A piece of fan art that represents Barbenheimer, a trend that arose during the summer where patrons would go watch Barbie and Oppenheimer as a double feature. Credit: @JustRalphyyy on Twitter.

Note: Contains spoilers for Barbie and Oppenheimer.

Dolls and destruction. With every sweet summer comes its memorable, memeable movie. With this summer came two much-anticipated blockbusters, with their names fused together in a romantic fan-fiction type of way: Barbenheimer.

Barbie, a fantasy comedy film by Greta Gerwig about the iconic fashion doll, and Oppenheimer, Christopher Nolan’s biographical epic of the atomic bomb’s creator, both released on July 21, 2023, rose to widespread critical acclaim and box office success.
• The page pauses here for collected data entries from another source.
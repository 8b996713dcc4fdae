//! Per-train stop history.
//!
//! A [`Train`] records the ordered locations one physical run has reported,
//! together with the delay at each. It knows nothing about routes or other
//! trains; the [`Contract`](crate::model::Contract) state machine reads
//! these histories to reconstruct the shared route.

use crate::types::{BACKFILL_DELAY, Stop, TrainId};

/// One train's ordered stop history plus its completion flag.
///
/// The history is append-only except for [`Train::replace_route`], which the
/// line-leader repair path uses to retcon a train onto a newly discovered
/// route. `done` is derived: it only means something while the owning
/// contract's route is complete.
#[derive(Debug, Clone, PartialEq, Eq)]
pub struct Train {
    tid: TrainId,
    stops: Vec<Stop>,
    done: bool,
}

impl Train {
    /// Creates a train seeded with its first reported stop.
    pub fn new(tid: TrainId, location: impl Into<String>, delay_secs: i64) -> Self {
        Train {
            tid,
            stops: vec![Stop::new(location, delay_secs)],
            done: false,
        }
    }

    pub fn tid(&self) -> &TrainId {
        &self.tid
    }

    pub fn stops(&self) -> &[Stop] {
        &self.stops
    }

    pub fn stop_count(&self) -> usize {
        self.stops.len()
    }

    /// The ordered location sequence, the tuple compared between trains
    /// during route completion detection.
    pub fn locations(&self) -> Vec<&str> {
        self.stops.iter().map(|s| s.location.as_str()).collect()
    }

    pub fn first_location(&self) -> Option<&str> {
        self.stops.first().map(|s| s.location.as_str())
    }

    /// The stop before the current one, if the train has moved at least once.
    pub fn previous_location(&self) -> Option<&str> {
        let n = self.stops.len();
        if n >= 2 {
            Some(self.stops[n - 2].location.as_str())
        } else {
            None
        }
    }

    pub fn current_location(&self) -> Option<&str> {
        self.stops.last().map(|s| s.location.as_str())
    }

    pub fn current_delay(&self) -> Option<i64> {
        self.stops.last().map(|s| s.delay_secs)
    }

    /// Appends a reported stop.
    pub fn append(&mut self, location: impl Into<String>, delay_secs: i64) {
        self.stops.push(Stop::new(location, delay_secs));
    }

    /// Rewrites the entire history from a route's location list.
    ///
    /// Every rewritten stop carries [`BACKFILL_DELAY`]: the train did not
    /// report these stops, the route did. Used only by line-leader repair,
    /// which appends the genuinely reported stop right after.
    pub fn replace_route(&mut self, route: &[String]) {
        self.stops.clear();
        for location in route {
            self.stops.push(Stop::new(location.clone(), BACKFILL_DELAY));
        }
    }

    /// Marks the train done if it currently sits at `terminus`.
    ///
    /// A non-matching terminus leaves `done` untouched; clearing it is the
    /// contract's job when a route reopens.
    pub fn finalize(&mut self, terminus: &str) {
        if self.current_location() == Some(terminus) {
            self.done = true;
        }
    }

    pub fn clear_done(&mut self) {
        self.done = false;
    }

    pub fn is_done(&self) -> bool {
        self.done
    }
}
The phenomenon of dressing up to attend both movies and watching  both in the same day had become an international trend. While most online content comedically highlights the two films’ differences, some online commentators have noted that both films were conceived at husband-and-wife production companies by Oscar-nominated writers/directors, and both films explore themes of existentialism and the complexity of the human psyche. 

Even months after the two movies’ releases, Barbenheimer is still a hot topic to hear about in the hallways. So far, it’s evident that the Westminster community is loving the film phenomenon: on social media, pictures can be found of Wildcats posing in front of cinemas, donning pink and/or black attire, and on campus, plenty of Wildcats are gearing  up for the upcoming Barbenheimer-themed Homecoming events. Westminster filmgoers have generally enjoyed both films and have found that they’re both uniquely moving and thought-provoking, effectively capturing both the viewer’s attention and the 21st-century zeitgeist.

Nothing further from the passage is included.